(GOAL OF THE EXERCISE)
What do the lines say, reproduced word for word, from the first of the entries below through the line bearing "pub fn append_line(&self, line: &str)"?

Stored data entries:
★ ★ ★ ★
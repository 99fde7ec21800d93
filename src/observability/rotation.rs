//! Append-only line file with size-based rotation.
//!
//! When the active file grows past its limit it is shifted to `<name>.1`, older
//! backups move up by one, and anything past the retention count is removed.

use std::fs::{self, File, OpenOptions};
use std::io::{self, Write};
use std::path::{Path, PathBuf};
use std::sync::{Mutex, PoisonError};

/// Size at which the active file is rotated (10 MB).
pub const DEFAULT_MAX_BYTES: u64 = 10 * 1024 * 1024;

/// Rotated files kept next to the active one.
pub const DEFAULT_BACKUPS: usize = 3;

pub struct RotatingFile {
    path: PathBuf,
    max_bytes: u64,
    backups: usize,
    handle: Mutex<Option<File>>,
}

impl RotatingFile {
    /// Creates a writer with the default limits. Nothing is opened until the first
    /// write.
    #[must_use]
    pub const fn new(path: PathBuf) -> Self {
        Self::with_limits(path, DEFAULT_MAX_BYTES, DEFAULT_BACKUPS)
    }

    #[must_use]
    pub const fn with_limits(path: PathBuf, max_bytes: u64, backups: usize) -> Self {
        Self {
            path,
            max_bytes,
            backups,
            handle: Mutex::new(None),
        }
    }

    #[must_use]
    pub fn path(&self) -> &Path {
        &self.path
    }

    /// Appends `line` plus a newline, rotating first if the file is over its limit.
    ///
    /// # Errors
    ///
    /// Returns any I/O error from rotating, opening, writing or flushing.
    pub fn append_line(&self, line: &str) -> io::Result<()> {
        let mut handle = self.handle.lock().unwrap_or_else(PoisonError::into_inner);

        let size = fs::metadata(&self.path).map_or(0, |m| m.len());
        if size > self.max_bytes {
            *handle = None;
            self.rotate()?;
        }

        if handle.is_none() {
            *handle = Some(
                OpenOptions::new()
                    .create(true)
                    .append(true)
                    .open(&self.path)?,
            );
        }

        if let Some(file) = handle.as_mut() {
            writeln!(file, "{line}")?;
            file.flush()?;
        }
        Ok(())
    }

    /// Path of the `n`th backup, e.g. `recipe-box-otlp.json.2`.
    fn backup_path(&self, n: usize) -> PathBuf {
        let mut name = self.path.as_os_str().to_os_string();
        name.push(format!(".{n}"));
        PathBuf::from(name)
    }

    fn rotate(&self) -> io::Result<()> {
        if self.backups == 0 {
            return fs::remove_file(&self.path);
        }

        let oldest = self.backup_path(self.backups);
        if oldest.exists() {
            fs::remove_file(&oldest)?;
        }
        for n in (1..self.backups).rev() {
            let from = self.backup_path(n);
            if from.exists() {
                fs::rename(&from, self.backup_path(n + 1))?;
            }
        }
        fs::rename(&self.path, self.backup_path(1))
    }
}

impl std::fmt::Debug for RotatingFile {
    fn fmt(&self, f: &mut std::fmt::Formatter<'_>) -> std::fmt::Result {
        f.debug_struct("RotatingFile")
            .field("path", &self.path)
            .field("max_bytes", &self.max_bytes)
            .field("backups", &self.backups)
            .finish_non_exhaustive()
    }
}

#[cfg(test)]
mod tests {
    use super::*;
    use pretty_assertions::assert_eq;

    #[test]
    fn appends_lines() {
        let dir = tempfile::tempdir().unwrap();
        let file = RotatingFile::new(dir.path().join("trace.json"));
        file.append_line("one").unwrap();
        file.append_line("two").unwrap();

        assert_eq!(fs::read_to_string(file.path()).unwrap(), "one\ntwo\n");
    }

    #[test]
    fn rotation_shifts_backups_and_drops_oldest() {
        let dir = tempfile::tempdir().unwrap();
        let path = dir.path().join("trace.json");
        let file = RotatingFile::with_limits(path.clone(), 3, 2);

        for line in ["aaaa", "bbbb", "cccc", "dddd"] {
            file.append_line(line).unwrap();
        }

        assert_eq!(fs::read_to_string(&path).unwrap(), "dddd\n");
        assert_eq!(fs::read_to_string(dir.path().join("trace.json.1")).unwrap(), "cccc\n");
        assert_eq!(fs::read_to_string(dir.path().join("trace.json.2")).unwrap(), "bbbb\n");
        assert!(!dir.path().join("trace.json.3").exists());
    }
}
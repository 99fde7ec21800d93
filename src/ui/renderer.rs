//! Top-level rendering coordinator.
//!
//! The renderer follows a two-step process:
//!
//! 1. **View Model Computation**: Transform [`App`] into [`UIViewModel`](crate::ui::UIViewModel)
//! 2. **Component Rendering**: Delegate to component renderers, writing into one
//!    frame buffer that is printed in a single call
//!
//! # Example
//!
//! ```rust
//! use recipe_box::{initialize, Config};
//! use recipe_box::ui::render_to_string;
//!
//! let app = initialize(&Config::default());
//! let frame = render_to_string(&app, 24, 80);
//! assert!(frame.contains("Recipe Box"));
//! ```

use crate::app::App;
use crate::ui::components;
use crate::ui::viewmodel::compute_viewmodel;

/// Renders the plugin UI to stdout.
///
/// # Parameters
///
/// * `app` - Current application state
/// * `rows` - Terminal height in rows
/// * `cols` - Terminal width in columns
pub fn render(app: &App, rows: usize, cols: usize) {
    print!("{}", render_to_string(app, rows, cols));
}

/// Renders the plugin UI into a string of ANSI-styled output.
#[must_use]
pub fn render_to_string(app: &App, rows: usize, cols: usize) -> String {
    let _span = tracing::trace_span!("render", rows, cols).entered();
    let viewmodel = compute_viewmodel(app);

    let mut frame = String::new();
    if let Err(e) = components::render_frame(&mut frame, &viewmodel, &app.theme, rows, cols) {
        tracing::warn!(error = %e, "failed to render frame");
    }
    frame
}

#[cfg(test)]
mod tests {
    use super::*;
    use crate::app::{AppState, Event, handle_event};
    use crate::domain::recipe::Recipe;
    use crate::domain::search::ViewMode;
    use crate::fetch::{ApiConfig, FetchEffect, DEFAULT_DEBOUNCE};
    use crate::ui::Theme;

    fn app(onboarded: bool) -> App {
        let mut state = AppState::new("pasta");
        if onboarded {
            state.complete_onboarding();
        }
        App::new(
            state,
            FetchEffect::new(ApiConfig::default(), DEFAULT_DEBOUNCE),
            Theme::default(),
        )
    }

    #[test]
    fn first_open_shows_onboarding() {
        let frame = render_to_string(&app(false), 24, 80);
        assert!(frame.contains("●"));
        assert!(frame.contains("Esc: skip"));
    }

    #[test]
    fn every_layout_renders_cards() {
        let mut app = app(true);
        app.state.set_recipes(vec![
            Recipe::new("a", "Pasta Primavera"),
            Recipe::new("b", "Baked Ziti"),
        ]);

        for mode in [ViewMode::Grid, ViewMode::List, ViewMode::Compact] {
            app.state.set_view_mode(mode);
            let frame = render_to_string(&app, 24, 100);
            assert!(frame.contains("Baked Ziti"), "{mode:?}");
            assert!(frame.contains("Search: pasta"), "{mode:?}");
        }
    }

    #[test]
    fn notice_replaces_keybindings() {
        let mut app = app(true);
        app.state.set_recipes(vec![Recipe::new("a", "Pasta Primavera")]);
        handle_event(&mut app, &Event::ToggleFavorite).unwrap();

        let frame = render_to_string(&app, 24, 80);
        assert!(frame.contains("Added to favorites!"));
        assert!(!frame.contains("q: quit"));
    }

    #[test]
    fn tiny_terminal_does_not_panic() {
        let mut app = app(true);
        app.state.set_recipes(vec![Recipe::new("a", "Pasta Primavera")]);
        let _ = render_to_string(&app, 0, 0);
        let _ = render_to_string(&app, 3, 5);
    }
}
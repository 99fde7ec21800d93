//! View model types representing renderable UI state.
//!
//! View models are computed from [`App`] by [`compute_viewmodel`] and consumed by the
//! renderer. They contain no business logic, only display-ready data: numbers are
//! already divided per serving, label lists already capped and highlight ranges
//! already matched.

use crate::app::{App, InputMode, Route};
use crate::domain::recipe::Recipe;
use crate::domain::search::FilterField;
use crate::ui::helpers::highlight_ranges;

/// Diet labels shown on a card.
pub const CARD_DIET_LABELS: usize = 3;

/// Health labels shown in the detail view.
pub const DETAIL_HEALTH_LABELS: usize = 5;

/// Nutrients listed in the detail view, as (API code, display label).
pub const DETAIL_NUTRIENTS: [(&str, &str); 6] = [
    ("ENERC_KCAL", "Calories"),
    ("PROCNT", "Protein"),
    ("CHOCDF", "Carbs"),
    ("FAT", "Fat"),
    ("FIBTG", "Fiber"),
    ("SUGAR", "Sugar"),
];

/// Complete UI view model for rendering.
#[derive(Debug, Clone, PartialEq)]
pub struct UIViewModel {
    pub header: HeaderInfo,
    pub screen: Screen,
    pub footer: FooterInfo,
}

/// What fills the space between header and footer.
#[derive(Debug, Clone, PartialEq)]
pub enum Screen {
    Onboarding(OnboardingPanel),
    Search {
        toolbar: ToolbarInfo,
        body: ResultsBody,
    },
    Favorites {
        /// Favorites saved in total, including ones not in the current results.
        saved: usize,
        body: ResultsBody,
    },
    Detail(Box<DetailInfo>),
}

/// Result area of the search and favorites screens.
#[derive(Debug, Clone, PartialEq)]
pub enum ResultsBody {
    Cards {
        items: Vec<CardItem>,
        layout: crate::domain::search::ViewMode,
        selected_index: usize,
    },
    Empty(EmptyState),
}

#[derive(Debug, Clone, PartialEq, Eq)]
pub struct HeaderInfo {
    pub title: String,
    /// Screen name shown after the title.
    pub section: String,
}

#[derive(Debug, Clone, PartialEq, Eq)]
pub struct FooterInfo {
    pub keybindings: String,
    /// Confirmation replacing the keybindings until the next key.
    pub notice: Option<String>,
}

/// Kind of message in an empty result area.
#[derive(Debug, Clone, Copy, PartialEq, Eq)]
pub enum EmptyKind {
    Info,
    Loading,
    Error,
}

#[derive(Debug, Clone, PartialEq, Eq)]
pub struct EmptyState {
    pub kind: EmptyKind,
    pub message: String,
    pub subtitle: String,
}

/// Search bar plus the filter, sort and layout chips.
#[derive(Debug, Clone, PartialEq, Eq)]
pub struct ToolbarInfo {
    pub search: SearchBarInfo,
    pub filters: Vec<FilterChip>,
    pub active_filters: usize,
    /// Whether the filter panel has focus.
    pub filters_open: bool,
    pub sort_label: String,
    pub layout_label: String,
}

#[derive(Debug, Clone, PartialEq, Eq)]
pub struct SearchBarInfo {
    /// Edit buffer while typing, the applied query otherwise.
    pub query: String,
    pub editing: bool,
}

#[derive(Debug, Clone, PartialEq, Eq)]
pub struct FilterChip {
    pub label: String,
    pub value: String,
    pub is_set: bool,
    pub is_focused: bool,
}

/// Display information for one recipe card.
#[derive(Debug, Clone, PartialEq)]
pub struct CardItem {
    pub name: String,
    pub source: String,
    pub is_selected: bool,
    pub is_favorite: bool,
    pub rating: Option<u8>,
    pub minutes: u32,
    pub calories_per_serving: u32,
    pub servings: u32,
    pub diet_labels: Vec<String>,

    /// Character ranges of the name matching the query, `(start, end)` exclusive.
    pub highlight_ranges: Vec<(usize, usize)>,
}

#[derive(Debug, Clone, PartialEq, Eq)]
pub struct NutrientRow {
    pub label: String,
    pub value: String,
}

/// Everything shown for the selected recipe.
#[derive(Debug, Clone, PartialEq)]
pub struct DetailInfo {
    pub name: String,
    pub source: String,
    pub url: Option<String>,
    pub is_favorite: bool,
    pub rating: Option<u8>,
    pub minutes: u32,
    pub calories_per_serving: u32,
    pub servings: u32,
    pub diet_labels: Vec<String>,
    pub health_labels: Vec<String>,
    /// Labels beyond [`DETAIL_HEALTH_LABELS`] that were left out.
    pub hidden_health_labels: usize,
    pub cuisine_types: Vec<String>,
    pub meal_types: Vec<String>,
    pub nutrients: Vec<NutrientRow>,
    pub ingredients: Vec<String>,
}

#[derive(Debug, Clone, PartialEq, Eq)]
pub struct OnboardingPanel {
    /// 1-based position.
    pub position: usize,
    pub total: usize,
    pub title: String,
    pub description: String,
}

/// Computes the view model for the current app state.
///
/// # Parameters
///
/// * `app` - Runtime state
///
/// # Returns
///
/// Display-ready data for the current screen.
#[must_use]
pub fn compute_viewmodel(app: &App) -> UIViewModel {
    let route = app.view.nav.current();
    let header = HeaderInfo {
        title: "Recipe Box".to_string(),
        section: route.title().to_string(),
    };

    let screen = if app.state.show_onboarding {
        Screen::Onboarding(onboarding_panel(app))
    } else {
        match route {
            Route::Detail => app.state.selected_recipe.as_ref().map_or_else(
                || Screen::Search {
                    toolbar: toolbar(app),
                    body: results_body(app),
                },
                |recipe| Screen::Detail(Box::new(detail_info(app, recipe))),
            ),
            Route::Favorites => Screen::Favorites {
                saved: app.state.favorites().len(),
                body: results_body(app),
            },
            Route::Search => Screen::Search {
                toolbar: toolbar(app),
                body: results_body(app),
            },
        }
    };

    UIViewModel {
        header,
        footer: FooterInfo {
            keybindings: keybindings(app).to_string(),
            notice: app.view.notice.clone(),
        },
        screen,
    }
}

fn onboarding_panel(app: &App) -> OnboardingPanel {
    let step = app.view.onboarding_step;
    OnboardingPanel {
        position: step.index() + 1,
        total: crate::app::OnboardingStep::ALL.len(),
        title: step.title().to_string(),
        description: step.description().to_string(),
    }
}

fn toolbar(app: &App) -> ToolbarInfo {
    let editing = app.view.input_mode == InputMode::Search;
    let focused = match app.view.input_mode {
        InputMode::Filters(field) => Some(field),
        InputMode::Normal | InputMode::Search => None,
    };

    let filters = FilterField::ALL
        .iter()
        .map(|&field| {
            let current = field.current(&app.state.filters);
            FilterChip {
                label: field.label().to_string(),
                is_set: !current.is_empty(),
                value: if current.is_empty() {
                    field.any_label().to_string()
                } else {
                    current
                },
                is_focused: focused == Some(field),
            }
        })
        .collect();

    ToolbarInfo {
        search: SearchBarInfo {
            query: if editing {
                app.view.input.clone()
            } else {
                app.state.query.clone()
            },
            editing,
        },
        filters,
        active_filters: app.state.filters.active_count(),
        filters_open: focused.is_some(),
        sort_label: app.state.sort_by.label().to_string(),
        layout_label: app.state.view_mode.as_str().to_string(),
    }
}

fn results_body(app: &App) -> ResultsBody {
    let on_favorites = app.view.nav.root() == Route::Favorites;

    if !on_favorites {
        if app.state.is_loading {
            return ResultsBody::Empty(EmptyState {
                kind: EmptyKind::Loading,
                message: "Searching recipes...".to_string(),
                subtitle: format!("Looking for \"{}\"", app.state.query.trim()),
            });
        }
        if let Some(error) = &app.state.error {
            return ResultsBody::Empty(EmptyState {
                kind: EmptyKind::Error,
                message: error.clone(),
                subtitle: "Try again or adjust your search".to_string(),
            });
        }
    }

    let visible = app.visible_recipes();
    if visible.is_empty() {
        let (message, subtitle) = if on_favorites {
            (
                "No favorites yet",
                "Press * on a recipe to save it here",
            )
        } else {
            (
                "No recipes found",
                "Try a different search or clear some filters",
            )
        };
        return ResultsBody::Empty(EmptyState {
            kind: EmptyKind::Info,
            message: message.to_string(),
            subtitle: subtitle.to_string(),
        });
    }

    let query = app.state.query.trim();
    let items = visible
        .iter()
        .enumerate()
        .map(|(index, recipe)| CardItem {
            name: recipe.label.clone(),
            source: recipe.source.clone().unwrap_or_default(),
            is_selected: index == app.view.cursor,
            is_favorite: app.state.is_favorite(&recipe.uri),
            rating: app.state.rating(&recipe.uri),
            minutes: whole(recipe.effective_total_time()),
            calories_per_serving: whole(recipe.calories_per_serving()),
            servings: whole(recipe.serving_divisor()),
            diet_labels: recipe
                .diet_labels
                .iter()
                .take(CARD_DIET_LABELS)
                .cloned()
                .collect(),
            highlight_ranges: highlight_ranges(&recipe.label, query),
        })
        .collect();

    ResultsBody::Cards {
        items,
        layout: app.state.view_mode,
        selected_index: app.view.cursor,
    }
}

fn detail_info(app: &App, recipe: &Recipe) -> DetailInfo {
    DetailInfo {
        name: recipe.label.clone(),
        source: recipe.source.clone().unwrap_or_default(),
        url: recipe.url.clone(),
        is_favorite: app.state.is_favorite(&recipe.uri),
        rating: app.state.rating(&recipe.uri),
        minutes: whole(recipe.effective_total_time()),
        calories_per_serving: whole(recipe.calories_per_serving()),
        servings: whole(recipe.serving_divisor()),
        diet_labels: recipe.diet_labels.clone(),
        health_labels: recipe
            .health_labels
            .iter()
            .take(DETAIL_HEALTH_LABELS)
            .cloned()
            .collect(),
        hidden_health_labels: recipe.health_labels.len().saturating_sub(DETAIL_HEALTH_LABELS),
        cuisine_types: recipe.cuisine_type.clone(),
        meal_types: recipe.meal_type.clone(),
        nutrients: DETAIL_NUTRIENTS
            .iter()
            .map(|(code, label)| NutrientRow {
                label: (*label).to_string(),
                value: recipe.nutrient_per_serving(code),
            })
            .collect(),
        ingredients: recipe.ingredient_lines.clone(),
    }
}

fn keybindings(app: &App) -> &'static str {
    if app.state.show_onboarding {
        return "Enter/→: next | ←: back | Esc: skip";
    }
    match (app.view.nav.current(), app.view.input_mode) {
        (Route::Detail, _) => "*: favorite | 1-5: rate | o: open original | Esc: back",
        (_, InputMode::Search) => "Enter: search | Esc: cancel",
        (_, InputMode::Filters(_)) => "Tab: next filter | ←/→: change | c: clear all | Esc: done",
        (Route::Favorites, InputMode::Normal) => {
            "j/k: move | Enter: details | *: unfavorite | 1-5: rate | S: search | q: quit"
        }
        (Route::Search, InputMode::Normal) => {
            "/: search | f: filters | s: sort | v: view | *: favorite | Enter: details | F: favorites | q: quit"
        }
    }
}

/// Rounds a non-negative display quantity to a whole number.
#[allow(clippy::cast_possible_truncation, clippy::cast_sign_loss)]
fn whole(value: f64) -> u32 {
    if value.is_finite() && value > 0.0 {
        value.round().min(f64::from(u32::MAX)) as u32
    } else {
        0
    }
}
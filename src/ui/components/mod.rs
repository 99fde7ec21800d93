//! Composable UI component renderers.
//!
//! Each component writes one part of the frame and returns the next free row.
//!
//! # Components
//!
//! - [`header`]: Title bar with the current screen name
//! - [`footer`]: Keybinding hints or the pending notice
//! - [`search`]: Search box, filter chips and status line
//! - [`cards`]: Recipe cards in grid, list or compact layout
//! - [`detail`]: Full view of the selected recipe
//! - [`empty`]: Empty, loading and error messages
//! - [`onboarding`]: First-run panels
//!
//! # Layout
//!
//! Every screen shares the same frame:
//!
//! ```text
//! [blank line]
//! [Header]
//! [Border]
//! [Screen body]
//! [Border]
//! [Footer]
//! ```

mod cards;
mod detail;
mod empty;
mod footer;
mod header;
mod onboarding;
mod search;

use crate::ui::helpers::{position_cursor, write_fitted};
use crate::ui::theme::Theme;
use crate::ui::viewmodel::{ResultsBody, Screen, UIViewModel};
use std::fmt::{self, Write};

use cards::render_cards;
use detail::render_detail;
use empty::render_empty_state;
use footer::render_footer;
use header::render_header;
use onboarding::render_onboarding;
use search::render_toolbar;

/// Renders a horizontal border line at the specified row.
///
/// # Returns
///
/// The next available row position (row + 1)
fn render_border(out: &mut impl Write, row: usize, color: &str, cols: usize) -> Result<usize, fmt::Error> {
    position_cursor(out, row, 1)?;
    write!(out, "{}{}{}", Theme::fg(color), "─".repeat(cols), Theme::reset())?;
    Ok(row + 1)
}

/// Renders a full frame for the view model.
///
/// # Parameters
///
/// * `out` - Frame being written
/// * `vm` - Pre-computed view model
/// * `theme` - Active color theme
/// * `rows` - Terminal height in rows
/// * `cols` - Terminal width in columns
///
/// # Errors
///
/// Propagates the writer's error.
pub fn render_frame(
    out: &mut impl Write,
    vm: &UIViewModel,
    theme: &Theme,
    rows: usize,
    cols: usize,
) -> fmt::Result {
    let mut current_row = 2;

    current_row = render_header(out, current_row, &vm.header, theme, cols)?;
    current_row = render_border(out, current_row, &theme.colors.border, cols)?;

    let footer_row = rows.max(current_row + 2);
    let border_row = footer_row - 1;
    let bottom = border_row - 1;

    match &vm.screen {
        Screen::Onboarding(panel) => {
            render_onboarding(out, current_row, panel, theme, cols)?;
        }
        Screen::Search { toolbar, body } => {
            current_row = render_toolbar(out, current_row, toolbar, theme, cols)?;
            render_body(out, current_row, bottom, body, theme, cols)?;
        }
        Screen::Favorites { saved, body } => {
            let noun = if *saved == 1 { "recipe" } else { "recipes" };
            position_cursor(out, current_row, 1)?;
            write!(out, "{}", Theme::fg(&theme.colors.text_dim))?;
            write_fitted(out, &format!("  {saved} {noun} saved"), cols)?;
            write!(out, "{}", Theme::reset())?;
            render_body(out, current_row + 2, bottom, body, theme, cols)?;
        }
        Screen::Detail(detail) => {
            render_detail(out, current_row + 1, bottom, detail, theme, cols)?;
        }
    }

    render_border(out, border_row, &theme.colors.border, cols)?;
    render_footer(out, footer_row, &vm.footer, theme, cols)?;
    Ok(())
}

fn render_body(
    out: &mut impl Write,
    row: usize,
    bottom: usize,
    body: &ResultsBody,
    theme: &Theme,
    cols: usize,
) -> Result<usize, fmt::Error> {
    match body {
        ResultsBody::Cards {
            items,
            layout,
            selected_index,
        } => render_cards(out, row, bottom, items, *layout, *selected_index, theme, cols),
        ResultsBody::Empty(empty) => render_empty_state(out, row, empty, theme, cols),
    }
}
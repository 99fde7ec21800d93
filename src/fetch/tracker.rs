//! Sequence tokens for in-flight requests.
//!
//! Each issued request gets the next id. Only a response carrying the id of the most
//! recently issued request is applied, whatever order responses arrive in.

use std::collections::BTreeMap;

/// Web-request context key holding the request id.
pub const REQUEST_ID_KEY: &str = "request_id";

#[derive(Debug, Clone, Default, PartialEq, Eq)]
pub struct RequestTracker {
    next_id: u64,
    latest: Option<u64>,
}

impl RequestTracker {
    #[must_use]
    pub fn new() -> Self {
        Self::default()
    }

    /// Allocates the id for a new request, superseding all earlier ones.
    pub fn issue(&mut self) -> u64 {
        self.next_id += 1;
        self.latest = Some(self.next_id);
        self.next_id
    }

    /// Whether a response with `id` belongs to the latest request.
    #[must_use]
    pub fn is_current(&self, id: u64) -> bool {
        self.latest == Some(id)
    }

    /// Marks the latest request as answered; any further response is stale.
    pub fn settle(&mut self, id: u64) {
        if self.is_current(id) {
            self.latest = None;
        }
    }

    /// Id of the request still awaiting its response, if any.
    #[must_use]
    pub const fn in_flight(&self) -> Option<u64> {
        self.latest
    }

    /// Reads the request id from a web-request context map.
    #[must_use]
    pub fn id_from_context(context: &BTreeMap<String, String>) -> Option<u64> {
        context.get(REQUEST_ID_KEY)?.parse().ok()
    }
}
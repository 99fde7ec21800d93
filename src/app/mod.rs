//! Application layer coordinating state, events, and actions.
//!
//! This module sits between the plugin runtime (main.rs) and the domain, storage
//! and fetch layers. It owns the state container and turns events into state
//! mutations plus side-effect commands.
//!
//! # Architecture
//!
//! ```text
//! User Input → Events → Event Handler → State Mutations → Actions → Side Effects
//!                           ↑                                  ↓
//!                           └──── Timer / Web Request Results ─┘
//! ```
//!
//! # Modules
//!
//! - [`actions`]: Side effect commands emitted by the event handler
//! - [`derived`]: Sorted and favorites-only views over the result list
//! - [`handler`]: Event processing logic and state transition coordinator
//! - [`modes`]: Input mode and onboarding step types
//! - [`navigation`]: Route stack for the search, favorites and detail screens
//! - [`runtime`]: The bundle of container, fetch effect, view state and theme
//! - [`state`]: Central state container with persisted preferences
//! - [`view`]: Presentation-only state
//!
//! # Example
//!
//! ```rust
//! use recipe_box::app::{AppState, DEFAULT_QUERY};
//!
//! let mut state = AppState::new(DEFAULT_QUERY);
//! state.toggle_favorite("recipe_1");
//! assert!(state.is_favorite("recipe_1"));
//! ```

pub mod actions;
pub mod derived;
pub mod handler;
pub mod modes;
pub mod navigation;
pub mod runtime;
pub mod state;
pub mod view;

pub use actions::Action;
pub use derived::{favorite_recipes, sorted_recipes};
pub use handler::{handle_event, Event, PERMISSION_DENIED_MESSAGE};
pub use modes::{InputMode, OnboardingStep};
pub use navigation::{NavigationStack, Route};
pub use runtime::App;
pub use state::{AppState, DEFAULT_QUERY};
pub use view::ViewState;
★ ★ ★ ★
(REPLY TO THE TASK)
repository 99fde7ec21800d93
filename src/observability/rotation.rs
//! Append-only line file with size-based rotation.
//!
//! When the active file grows past its limit it is shifted to `<name>.1`, older
//! backups move up by one, and anything past the retention count is removed.

use std::fs::{self, File, OpenOptions};
use std::io::{self, Write};
use std::path::{Path, PathBuf};
use std::sync::{Mutex, PoisonError};

/// Size at which the active file is rotated (10 MB).
pub const DEFAULT_MAX_BYTES: u64 = 10 * 1024 * 1024;

/// Rotated files kept next to the active one.
pub const DEFAULT_BACKUPS: usize = 3;

pub struct RotatingFile {
    path: PathBuf,
    max_bytes: u64,
    backups: usize,
    handle: Mutex<Option<File>>,
}

impl RotatingFile {
    /// Creates a writer with the default limits. Nothing is opened until the first
    /// write.
    #[must_use]
    pub const fn new(path: PathBuf) -> Self {
        Self::with_limits(path, DEFAULT_MAX_BYTES, DEFAULT_BACKUPS)
    }

    #[must_use]
    pub const fn with_limits(path: PathBuf, max_bytes: u64, backups: usize) -> Self {
        Self {
            path,
            max_bytes,
            backups,
            handle: Mutex::new(None),
        }
    }

    #[must_use]
    pub fn path(&self) -> &Path {
        &self.path
    }

    /// Appends `line` plus a newline, rotating first if the file is over its limit.
    ///
    /// # Errors
    ///
    /// Returns any I/O error from rotating, opening, writing or flushing.
    pub fn append_line(&self, line: &str) -> io::Result<()> {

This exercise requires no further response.